|
This Dana Bartlett oil is a rich and
colorful scene of a house in the California Laguna hills. The image size
is 16" by 20". It is oil on canvas and is signed by the artist
in the lower right hand corner. The provenance of this oil is from a well
known and reputable art dealer in Santa Barbara.
Painter Dana
Bartlett (1882-1957) was born in Ionia, Michigan on November 19, 1882. He
studied at the Art Students League in New York City under William M.
Chase and Charles Warren Eaton and went on to have a studio in
Boston. He worked as a
commercial artist for the Foster - Kleiser company in Portland, Oregon . He moved to Los Angeles in 1915 intending to become a landscape
painter.

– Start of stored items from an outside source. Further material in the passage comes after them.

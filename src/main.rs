use std::path::PathBuf;
use std::process::ExitCode;
use std::time::Duration;

use clap::{ArgGroup, CommandFactory, Parser, ValueEnum};
use sensibo_watch::format::{describe_ac_state, format_local_time, TemperatureDisplay, Unit};
use sensibo_watch::{
    apply_ac_changes, AcChange, AcMode, Error, FailurePolicy, FanLevel, MessageLogMode, Pod,
    PodDirectory, SensiboClient, Thresholds, Watcher, DEFAULT_BASE_URL,
};
use tracing::warn;
use tracing_subscriber::EnvFilter;

#[derive(Parser)]
#[command(name = "sensibo-watch")]
#[command(version, about = "Query Sensibo pods or keep rooms within a temperature range", long_about = None)]
#[command(group(ArgGroup::new("run_mode").args(["basic", "watcher"])))]
struct Cli {
    /// Sensibo API key
    api_key: String,

    /// Basic mode: print pods, temperatures and AC state, then exit
    #[arg(short, long)]
    basic: bool,

    /// Temperature watcher mode: keep every pod within range until interrupted
    #[arg(short, long)]
    watcher: bool,

    /// Room name of the pod to query (basic mode; defaults to the first pod)
    #[arg(short, long, conflicts_with_all = ["all", "watcher"])]
    device: Option<String>,

    /// Query every pod (basic mode)
    #[arg(short, long, conflicts_with = "watcher")]
    all: bool,

    /// AC turn off temperature, °C
    #[arg(long = "low-temperature", visible_alias = "lo", default_value_t = 23)]
    low_t: i32,

    /// AC turn on temperature, °C
    #[arg(long = "high-temperature", visible_alias = "hi", default_value_t = 25)]
    high_t: i32,

    /// AC operation temperature, °C
    #[arg(long = "operation-temperature", visible_alias = "op", default_value_t = 17)]
    op_t: i32,

    /// Seconds between watcher poll cycles
    #[arg(long, default_value_t = 60, value_parser = clap::value_parser!(u64).range(1..))]
    interval: u64,

    /// What the watcher does when a poll fails
    #[arg(long, value_enum, default_value_t = OnError::Stop)]
    on_error: OnError,

    /// Consecutive failed cycles tolerated before the watcher stops
    #[arg(long, default_value_t = 5)]
    max_failures: u32,

    /// Seconds to wait after a failed cycle when tolerating failures
    #[arg(long, default_value_t = 60, value_parser = clap::value_parser!(u64).range(1..))]
    backoff: u64,

    /// Temperature display unit
    #[arg(long, value_enum, default_value_t = UnitArg::Celsius)]
    unit: UnitArg,

    /// Omit unit suffixes from temperatures
    #[arg(long)]
    terse: bool,

    /// Show the last N AC state changes (basic mode)
    #[arg(long, value_name = "N", conflicts_with = "watcher")]
    history: Option<u32>,

    /// Switch the AC on or off (basic mode)
    #[arg(long, value_enum, conflicts_with = "watcher")]
    power: Option<Power>,

    /// Set the AC target temperature (basic mode)
    #[arg(long, conflicts_with = "watcher")]
    target: Option<i32>,

    /// Set the AC mode: cool, heat, fan, dry, auto (basic mode)
    #[arg(long, value_parser = parse_mode, conflicts_with = "watcher")]
    mode: Option<AcMode>,

    /// Set the AC fan level, e.g. auto, low, medium, high (basic mode)
    #[arg(long, value_parser = parse_fan, conflicts_with = "watcher")]
    fan: Option<FanLevel>,

    /// API base URL
    #[arg(long, default_value = DEFAULT_BASE_URL)]
    base_url: String,

    /// Append every request and response to this NDJSON file
    #[arg(long, value_name = "PATH")]
    message_log: Option<PathBuf>,

    /// Enable verbose output
    #[arg(short, long)]
    verbose: bool,

    /// Only log warnings and errors
    #[arg(short, long)]
    quiet: bool,
}

#[derive(Clone, Copy, ValueEnum)]
enum OnError {
    Stop,
    Tolerate,
}

#[derive(Clone, Copy, ValueEnum)]
enum UnitArg {
    Celsius,
    Fahrenheit,
    Both,
}

#[derive(Clone, Copy, ValueEnum)]
enum Power {
    On,
    Off,
}

fn parse_mode(s: &str) -> std::result::Result<AcMode, String> {
    AcMode::from_api_str(s).ok_or_else(|| format!("unknown AC mode: {s}"))
}

fn parse_fan(s: &str) -> std::result::Result<FanLevel, String> {
    FanLevel::from_api_str(s).ok_or_else(|| format!("unknown fan level: {s}"))
}

impl Cli {
    fn display(&self) -> TemperatureDisplay {
        let unit = match self.unit {
            UnitArg::Celsius => Unit::Celsius,
            UnitArg::Fahrenheit => Unit::Fahrenheit,
            UnitArg::Both => Unit::Both,
        };
        TemperatureDisplay::new(unit, self.terse)
    }

    fn requested_changes(&self) -> Vec<AcChange> {
        let mut changes = Vec::new();
        if let Some(power) = self.power {
            changes.push(AcChange::On(matches!(power, Power::On)));
        }
        if let Some(mode) = self.mode {
            changes.push(AcChange::Mode(mode));
        }
        if let Some(target) = self.target {
            changes.push(AcChange::TargetTemperature(target));
        }
        if let Some(fan) = self.fan {
            changes.push(AcChange::FanLevel(fan));
        }
        changes
    }

    fn failure_policy(&self) -> FailurePolicy {
        match self.on_error {
            OnError::Stop => FailurePolicy::StopOnError,
            OnError::Tolerate => FailurePolicy::Tolerate {
                max_consecutive_failures: self.max_failures.max(1),
                backoff: Duration::from_secs(self.backoff),
            },
        }
    }

    fn client(&self) -> sensibo_watch::Result<SensiboClient> {
        let mut builder = SensiboClient::builder(&self.api_key).base_url(&self.base_url);
        if let Some(ref path) = self.message_log {
            builder = builder.message_log(MessageLogMode::Full, path.to_string_lossy());
        }
        builder.build()
    }
}

#[tokio::main(flavor = "current_thread")]
async fn main() -> ExitCode {
    let cli = Cli::parse();

    if !cli.basic && !cli.watcher {
        let _ = Cli::command().print_help();
        return ExitCode::SUCCESS;
    }

    let filter = if cli.quiet {
        EnvFilter::new("warn")
    } else if cli.verbose {
        EnvFilter::new("debug")
    } else {
        EnvFilter::try_from_default_env().unwrap_or_else(|_| EnvFilter::new("info"))
    };
    tracing_subscriber::fmt().with_env_filter(filter).init();

    let result = if cli.basic {
        run_basic(&cli).await
    } else {
        run_watcher(&cli).await
    };

    match result {
        Ok(()) => ExitCode::SUCCESS,
        Err(e) => {
            eprintln!("error: {e}");
            ExitCode::from(1)
        }
    }
}

/// Pods basic mode reports on: every pod, the named one, or the first listed.
fn select_pods(
    pods: &PodDirectory,
    all: bool,
    device: Option<&str>,
) -> sensibo_watch::Result<Vec<Pod>> {
    if all {
        return Ok(pods.iter().cloned().collect());
    }
    if let Some(name) = device {
        let id = pods.resolve(name)?;
        return Ok(vec![Pod {
            id: id.clone(),
            name: name.to_string(),
        }]);
    }
    let first = pods
        .first()
        .ok_or_else(|| Error::MissingData("pods on this account".to_string()))?;
    Ok(vec![first.clone()])
}

async fn run_basic(cli: &Cli) -> sensibo_watch::Result<()> {
    let client = cli.client()?;
    let display = cli.display();

    let pods = client.list_devices().await?;
    let listing: Vec<String> = pods.iter().map(|p| format!("{} ({})", p.name, p.id)).collect();
    println!("All pods: {}", listing.join(", "));

    let selected = select_pods(&pods, cli.all, cli.device.as_deref())?;

    let changes = cli.requested_changes();
    for pod in &selected {
        let measurement = client.get_measurement(&pod.id).await?;
        let mut line = format!("{}: {}", pod.name, display.format_measurement(&measurement)?);
        if let Some(humidity) = measurement.humidity {
            line.push_str(&format!(", humidity {humidity:.1}%"));
        }
        if let Some(time) = measurement.time {
            line.push_str(&format!(" at {}", format_local_time(time.time)));
        }
        println!("{line}");

        let last = client.get_ac_state(&pod.id).await?;
        println!(
            "Last AC change {} and was caused by {}",
            if last.succeeded() { "was successful" } else { "failed" },
            last.reason
        );
        println!("and set the AC to {}", describe_ac_state(&last.ac_state));

        if let Some(limit) = cli.history {
            for record in client.get_ac_states(&pod.id, limit).await? {
                let when = record
                    .time
                    .map(|t| format_local_time(t.time))
                    .unwrap_or_else(|| "unknown time".to_string());
                println!(
                    "  {when}  {:<8} {:<16} {} [{}]",
                    record.status,
                    record.reason,
                    describe_ac_state(&record.ac_state),
                    record.changed_properties.join(", ")
                );
            }
        }

        if !changes.is_empty() {
            let updated = apply_ac_changes(&client, &pod.id, &last.ac_state, &changes).await?;
            println!("Changed AC state of {} to {}", pod.name, describe_ac_state(&updated));
        }
    }

    Ok(())
}

async fn run_watcher(cli: &Cli) -> sensibo_watch::Result<()> {
    let thresholds = Thresholds::new(cli.low_t, cli.high_t, cli.op_t)?;
    let client = cli.client()?;

    let watcher = Watcher::builder(client, thresholds)
        .interval(Duration::from_secs(cli.interval))
        .failure_policy(cli.failure_policy())
        .span(tracing::info_span!(
            "watcher",
            low = thresholds.low(),
            high = thresholds.high(),
            op = thresholds.operating()
        ))
        .build();

    watcher
        .run_until(async {
            if let Err(e) = tokio::signal::ctrl_c().await {
                warn!("cannot listen for interrupt: {e}");
                std::future::pending::<()>().await;
            }
        })
        .await;

    Ok(())
}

His first Los Angeles exhibit was in 1916 and included oil
paintings, watercolors and pastels as well as black and white monotypes,
which he heightened with a slight tint of watercolor. In 1924 he traveled
to Europe with the intention of making a special study of how Titian,
Turner and Monticelli applied their color. Upon his return he experimented
with the use of Venetian tempera as an underpainting. What resulted were a
number of imaginative landscapes and still lifes painted in a high
decorative fashion with brilliant, jewel-like transparent glowing colors.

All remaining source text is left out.